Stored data
- - - - - - -

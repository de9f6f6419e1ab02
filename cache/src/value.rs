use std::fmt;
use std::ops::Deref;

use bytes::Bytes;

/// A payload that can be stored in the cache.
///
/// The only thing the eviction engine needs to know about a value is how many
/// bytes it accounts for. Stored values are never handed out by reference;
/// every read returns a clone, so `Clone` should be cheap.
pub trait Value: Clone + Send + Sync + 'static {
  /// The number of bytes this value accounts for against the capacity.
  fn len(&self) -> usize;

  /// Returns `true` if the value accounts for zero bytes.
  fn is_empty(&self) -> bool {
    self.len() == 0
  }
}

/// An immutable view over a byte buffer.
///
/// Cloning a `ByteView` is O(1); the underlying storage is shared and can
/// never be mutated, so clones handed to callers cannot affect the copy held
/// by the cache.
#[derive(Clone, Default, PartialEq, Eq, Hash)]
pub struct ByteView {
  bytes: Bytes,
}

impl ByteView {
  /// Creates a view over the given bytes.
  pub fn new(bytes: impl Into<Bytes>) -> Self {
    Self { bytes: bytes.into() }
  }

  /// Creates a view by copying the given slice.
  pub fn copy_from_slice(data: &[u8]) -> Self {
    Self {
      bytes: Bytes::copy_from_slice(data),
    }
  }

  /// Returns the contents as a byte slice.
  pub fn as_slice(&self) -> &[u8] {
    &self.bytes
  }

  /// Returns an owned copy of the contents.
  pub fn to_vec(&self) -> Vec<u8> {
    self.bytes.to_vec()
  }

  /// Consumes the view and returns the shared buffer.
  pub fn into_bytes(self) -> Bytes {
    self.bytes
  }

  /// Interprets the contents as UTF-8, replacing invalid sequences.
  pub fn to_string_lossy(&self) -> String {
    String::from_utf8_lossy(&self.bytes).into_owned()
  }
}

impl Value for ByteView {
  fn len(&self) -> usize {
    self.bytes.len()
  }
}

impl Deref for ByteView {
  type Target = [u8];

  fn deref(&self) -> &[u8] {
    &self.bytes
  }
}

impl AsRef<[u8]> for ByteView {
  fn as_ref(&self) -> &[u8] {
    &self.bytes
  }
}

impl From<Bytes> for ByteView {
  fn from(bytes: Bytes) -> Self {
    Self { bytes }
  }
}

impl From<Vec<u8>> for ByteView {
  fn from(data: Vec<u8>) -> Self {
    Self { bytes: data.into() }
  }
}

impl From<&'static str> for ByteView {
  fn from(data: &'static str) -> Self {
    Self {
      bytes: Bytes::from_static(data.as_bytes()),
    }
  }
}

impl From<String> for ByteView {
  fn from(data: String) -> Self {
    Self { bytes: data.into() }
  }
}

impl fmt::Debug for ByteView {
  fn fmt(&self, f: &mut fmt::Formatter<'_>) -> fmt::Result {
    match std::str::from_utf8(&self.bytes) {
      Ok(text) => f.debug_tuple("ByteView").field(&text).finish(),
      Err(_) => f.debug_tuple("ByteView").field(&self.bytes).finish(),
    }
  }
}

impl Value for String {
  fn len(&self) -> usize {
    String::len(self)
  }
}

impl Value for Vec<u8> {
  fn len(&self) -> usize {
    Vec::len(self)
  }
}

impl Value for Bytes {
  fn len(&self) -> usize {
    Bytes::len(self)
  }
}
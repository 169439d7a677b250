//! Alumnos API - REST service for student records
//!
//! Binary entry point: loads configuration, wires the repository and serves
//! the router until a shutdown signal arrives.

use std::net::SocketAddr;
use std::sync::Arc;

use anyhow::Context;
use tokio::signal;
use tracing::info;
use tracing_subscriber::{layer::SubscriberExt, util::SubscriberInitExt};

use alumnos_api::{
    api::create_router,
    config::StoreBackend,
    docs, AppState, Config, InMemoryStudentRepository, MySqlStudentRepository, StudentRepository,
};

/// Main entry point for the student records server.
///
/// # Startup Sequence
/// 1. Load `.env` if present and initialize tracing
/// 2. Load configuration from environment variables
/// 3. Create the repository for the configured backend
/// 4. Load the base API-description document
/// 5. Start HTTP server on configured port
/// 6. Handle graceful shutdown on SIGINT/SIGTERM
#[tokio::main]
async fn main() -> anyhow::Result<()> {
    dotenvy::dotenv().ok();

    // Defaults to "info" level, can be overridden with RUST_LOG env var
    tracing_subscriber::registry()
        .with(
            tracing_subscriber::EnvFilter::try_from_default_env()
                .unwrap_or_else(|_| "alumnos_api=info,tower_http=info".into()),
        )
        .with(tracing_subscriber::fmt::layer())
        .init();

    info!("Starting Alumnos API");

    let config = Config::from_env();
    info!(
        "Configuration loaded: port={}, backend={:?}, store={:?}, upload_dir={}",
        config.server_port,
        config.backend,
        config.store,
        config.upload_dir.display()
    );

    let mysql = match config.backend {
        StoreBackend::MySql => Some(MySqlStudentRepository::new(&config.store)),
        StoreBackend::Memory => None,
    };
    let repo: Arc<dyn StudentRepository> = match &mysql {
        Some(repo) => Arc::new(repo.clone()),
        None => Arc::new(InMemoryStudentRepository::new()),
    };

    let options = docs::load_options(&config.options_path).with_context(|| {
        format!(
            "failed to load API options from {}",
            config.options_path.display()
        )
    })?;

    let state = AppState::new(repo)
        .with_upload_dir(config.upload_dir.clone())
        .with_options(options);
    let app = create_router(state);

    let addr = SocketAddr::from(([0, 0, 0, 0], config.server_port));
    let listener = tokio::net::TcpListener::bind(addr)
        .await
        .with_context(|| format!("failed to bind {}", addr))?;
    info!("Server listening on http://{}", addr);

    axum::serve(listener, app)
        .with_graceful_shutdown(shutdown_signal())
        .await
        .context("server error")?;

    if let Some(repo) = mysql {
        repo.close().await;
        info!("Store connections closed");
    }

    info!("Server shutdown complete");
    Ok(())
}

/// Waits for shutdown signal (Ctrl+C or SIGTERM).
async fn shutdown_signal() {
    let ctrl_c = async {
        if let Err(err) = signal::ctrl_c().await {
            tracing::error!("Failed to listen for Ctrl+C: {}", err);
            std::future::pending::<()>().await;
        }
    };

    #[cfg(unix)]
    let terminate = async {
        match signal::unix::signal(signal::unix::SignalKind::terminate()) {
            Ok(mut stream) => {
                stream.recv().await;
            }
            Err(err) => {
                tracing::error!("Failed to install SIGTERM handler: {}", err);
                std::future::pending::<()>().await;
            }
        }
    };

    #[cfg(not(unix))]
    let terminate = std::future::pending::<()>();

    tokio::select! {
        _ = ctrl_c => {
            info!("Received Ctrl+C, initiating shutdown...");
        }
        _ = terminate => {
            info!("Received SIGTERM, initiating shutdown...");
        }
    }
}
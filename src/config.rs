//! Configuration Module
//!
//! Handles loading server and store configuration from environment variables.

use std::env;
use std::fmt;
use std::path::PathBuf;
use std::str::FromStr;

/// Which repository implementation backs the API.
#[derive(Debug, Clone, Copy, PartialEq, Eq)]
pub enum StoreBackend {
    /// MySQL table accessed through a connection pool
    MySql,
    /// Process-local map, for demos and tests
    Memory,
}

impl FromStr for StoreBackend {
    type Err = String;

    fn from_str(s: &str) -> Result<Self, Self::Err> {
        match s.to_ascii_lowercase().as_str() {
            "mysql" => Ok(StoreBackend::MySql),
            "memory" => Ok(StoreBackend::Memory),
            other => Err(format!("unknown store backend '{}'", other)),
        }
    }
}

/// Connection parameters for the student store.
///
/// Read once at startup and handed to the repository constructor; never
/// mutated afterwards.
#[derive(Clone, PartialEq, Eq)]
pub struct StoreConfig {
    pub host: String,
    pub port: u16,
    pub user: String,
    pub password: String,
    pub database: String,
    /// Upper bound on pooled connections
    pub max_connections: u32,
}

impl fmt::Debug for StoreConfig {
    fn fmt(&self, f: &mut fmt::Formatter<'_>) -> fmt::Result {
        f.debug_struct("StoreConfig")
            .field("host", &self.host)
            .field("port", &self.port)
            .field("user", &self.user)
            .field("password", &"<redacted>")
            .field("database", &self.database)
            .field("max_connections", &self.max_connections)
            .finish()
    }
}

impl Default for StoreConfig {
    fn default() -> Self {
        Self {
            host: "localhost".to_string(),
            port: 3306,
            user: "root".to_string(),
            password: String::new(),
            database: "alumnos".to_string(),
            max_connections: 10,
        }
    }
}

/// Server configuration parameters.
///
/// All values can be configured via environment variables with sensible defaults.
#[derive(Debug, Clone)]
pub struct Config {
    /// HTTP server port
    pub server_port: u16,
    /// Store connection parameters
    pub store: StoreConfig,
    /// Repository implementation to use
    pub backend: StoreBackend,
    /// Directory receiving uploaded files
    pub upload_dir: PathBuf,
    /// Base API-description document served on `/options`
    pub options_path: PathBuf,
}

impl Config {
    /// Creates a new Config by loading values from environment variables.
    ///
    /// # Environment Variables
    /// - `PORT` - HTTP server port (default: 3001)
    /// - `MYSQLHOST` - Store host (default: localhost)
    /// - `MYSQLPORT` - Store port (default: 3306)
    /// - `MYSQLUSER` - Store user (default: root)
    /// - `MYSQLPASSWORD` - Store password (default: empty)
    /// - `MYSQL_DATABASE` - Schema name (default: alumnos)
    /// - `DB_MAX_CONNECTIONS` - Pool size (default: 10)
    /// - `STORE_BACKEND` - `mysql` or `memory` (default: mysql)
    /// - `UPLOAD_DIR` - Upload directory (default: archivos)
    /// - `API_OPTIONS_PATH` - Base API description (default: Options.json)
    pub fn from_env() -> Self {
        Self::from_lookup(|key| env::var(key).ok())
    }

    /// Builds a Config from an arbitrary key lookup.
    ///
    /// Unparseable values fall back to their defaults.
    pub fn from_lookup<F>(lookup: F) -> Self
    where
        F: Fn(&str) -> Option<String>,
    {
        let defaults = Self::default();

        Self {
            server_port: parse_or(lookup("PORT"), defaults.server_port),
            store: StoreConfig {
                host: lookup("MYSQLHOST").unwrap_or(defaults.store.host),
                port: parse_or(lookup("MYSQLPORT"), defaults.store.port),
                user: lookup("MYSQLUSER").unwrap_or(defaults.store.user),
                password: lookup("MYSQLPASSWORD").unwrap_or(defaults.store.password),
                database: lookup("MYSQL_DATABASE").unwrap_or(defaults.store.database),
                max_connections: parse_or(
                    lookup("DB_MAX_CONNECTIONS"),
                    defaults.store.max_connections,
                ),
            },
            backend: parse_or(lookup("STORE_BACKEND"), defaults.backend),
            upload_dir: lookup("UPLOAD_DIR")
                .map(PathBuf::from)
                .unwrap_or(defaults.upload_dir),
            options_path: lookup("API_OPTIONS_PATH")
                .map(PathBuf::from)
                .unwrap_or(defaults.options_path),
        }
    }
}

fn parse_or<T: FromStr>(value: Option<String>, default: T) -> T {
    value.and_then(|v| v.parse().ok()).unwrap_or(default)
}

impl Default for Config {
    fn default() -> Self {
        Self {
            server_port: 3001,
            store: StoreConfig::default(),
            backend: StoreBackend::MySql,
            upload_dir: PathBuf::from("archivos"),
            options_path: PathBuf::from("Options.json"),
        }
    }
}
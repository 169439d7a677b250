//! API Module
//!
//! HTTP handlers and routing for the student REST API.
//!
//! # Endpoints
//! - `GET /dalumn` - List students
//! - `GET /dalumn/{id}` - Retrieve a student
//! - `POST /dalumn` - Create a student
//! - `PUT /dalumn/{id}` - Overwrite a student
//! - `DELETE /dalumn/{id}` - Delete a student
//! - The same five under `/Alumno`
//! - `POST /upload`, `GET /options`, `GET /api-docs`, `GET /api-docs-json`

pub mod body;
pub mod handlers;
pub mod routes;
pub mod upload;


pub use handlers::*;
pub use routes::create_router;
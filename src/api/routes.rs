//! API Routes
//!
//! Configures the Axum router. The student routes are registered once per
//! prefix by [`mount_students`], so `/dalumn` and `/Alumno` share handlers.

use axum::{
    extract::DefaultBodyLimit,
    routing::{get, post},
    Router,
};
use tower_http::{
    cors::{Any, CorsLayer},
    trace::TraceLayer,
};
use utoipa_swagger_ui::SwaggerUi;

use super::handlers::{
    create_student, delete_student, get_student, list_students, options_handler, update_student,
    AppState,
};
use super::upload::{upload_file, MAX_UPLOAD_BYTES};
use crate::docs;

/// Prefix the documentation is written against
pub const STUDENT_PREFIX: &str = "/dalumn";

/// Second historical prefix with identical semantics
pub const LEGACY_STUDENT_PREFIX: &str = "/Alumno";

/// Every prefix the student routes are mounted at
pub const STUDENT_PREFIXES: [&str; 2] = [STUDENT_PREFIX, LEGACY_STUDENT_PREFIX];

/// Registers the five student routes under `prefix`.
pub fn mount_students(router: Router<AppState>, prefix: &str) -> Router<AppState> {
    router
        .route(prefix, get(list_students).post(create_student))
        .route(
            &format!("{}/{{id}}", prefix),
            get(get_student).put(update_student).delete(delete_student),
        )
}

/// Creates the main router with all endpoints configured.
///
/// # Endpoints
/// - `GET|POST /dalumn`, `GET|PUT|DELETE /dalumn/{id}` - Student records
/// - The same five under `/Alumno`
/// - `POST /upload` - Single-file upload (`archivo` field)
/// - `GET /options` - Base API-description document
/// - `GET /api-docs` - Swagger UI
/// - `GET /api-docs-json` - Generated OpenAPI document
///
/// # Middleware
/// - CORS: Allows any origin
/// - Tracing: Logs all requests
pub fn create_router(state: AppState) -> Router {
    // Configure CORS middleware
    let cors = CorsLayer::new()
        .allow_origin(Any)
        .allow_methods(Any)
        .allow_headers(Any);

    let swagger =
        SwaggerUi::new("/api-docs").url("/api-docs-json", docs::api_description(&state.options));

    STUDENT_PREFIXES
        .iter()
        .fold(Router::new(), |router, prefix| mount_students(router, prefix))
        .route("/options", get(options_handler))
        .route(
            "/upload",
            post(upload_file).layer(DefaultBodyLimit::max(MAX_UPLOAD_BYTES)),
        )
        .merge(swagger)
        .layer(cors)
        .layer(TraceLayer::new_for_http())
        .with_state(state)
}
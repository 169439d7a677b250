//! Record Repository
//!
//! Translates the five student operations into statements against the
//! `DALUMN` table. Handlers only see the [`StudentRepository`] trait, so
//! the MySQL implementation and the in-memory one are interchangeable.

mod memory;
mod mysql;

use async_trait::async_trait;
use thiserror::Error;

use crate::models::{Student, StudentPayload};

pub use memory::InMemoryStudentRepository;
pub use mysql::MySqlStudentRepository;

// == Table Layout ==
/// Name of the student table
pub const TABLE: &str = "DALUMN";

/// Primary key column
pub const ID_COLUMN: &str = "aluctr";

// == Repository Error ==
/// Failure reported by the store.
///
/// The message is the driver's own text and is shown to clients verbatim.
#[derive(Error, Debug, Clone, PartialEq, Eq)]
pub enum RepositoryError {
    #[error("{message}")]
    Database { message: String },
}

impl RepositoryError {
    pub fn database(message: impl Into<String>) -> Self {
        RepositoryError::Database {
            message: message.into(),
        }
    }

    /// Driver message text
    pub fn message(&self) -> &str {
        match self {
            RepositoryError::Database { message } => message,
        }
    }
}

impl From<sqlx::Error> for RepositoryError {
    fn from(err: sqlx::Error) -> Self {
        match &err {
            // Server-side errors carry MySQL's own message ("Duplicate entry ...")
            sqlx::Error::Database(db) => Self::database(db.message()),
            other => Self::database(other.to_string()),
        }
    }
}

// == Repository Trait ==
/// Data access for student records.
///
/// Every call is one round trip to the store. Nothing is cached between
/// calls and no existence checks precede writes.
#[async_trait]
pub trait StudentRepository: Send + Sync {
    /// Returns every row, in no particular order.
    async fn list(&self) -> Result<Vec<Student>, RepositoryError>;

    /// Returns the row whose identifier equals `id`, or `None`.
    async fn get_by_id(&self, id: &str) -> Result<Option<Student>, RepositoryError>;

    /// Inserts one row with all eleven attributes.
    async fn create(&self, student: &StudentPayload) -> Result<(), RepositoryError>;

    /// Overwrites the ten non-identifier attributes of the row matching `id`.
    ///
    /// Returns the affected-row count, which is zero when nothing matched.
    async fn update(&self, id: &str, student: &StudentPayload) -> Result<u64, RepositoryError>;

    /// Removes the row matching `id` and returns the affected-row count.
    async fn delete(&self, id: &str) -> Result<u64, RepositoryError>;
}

- - - - - - -

WORK INSTRUCTION
Scan the lines above for the word "root" and copy every one where it occurs.

YOUR RESPONSE
            user: "root".to_string(),
    /// - `MYSQLUSER` - Store user (default: root)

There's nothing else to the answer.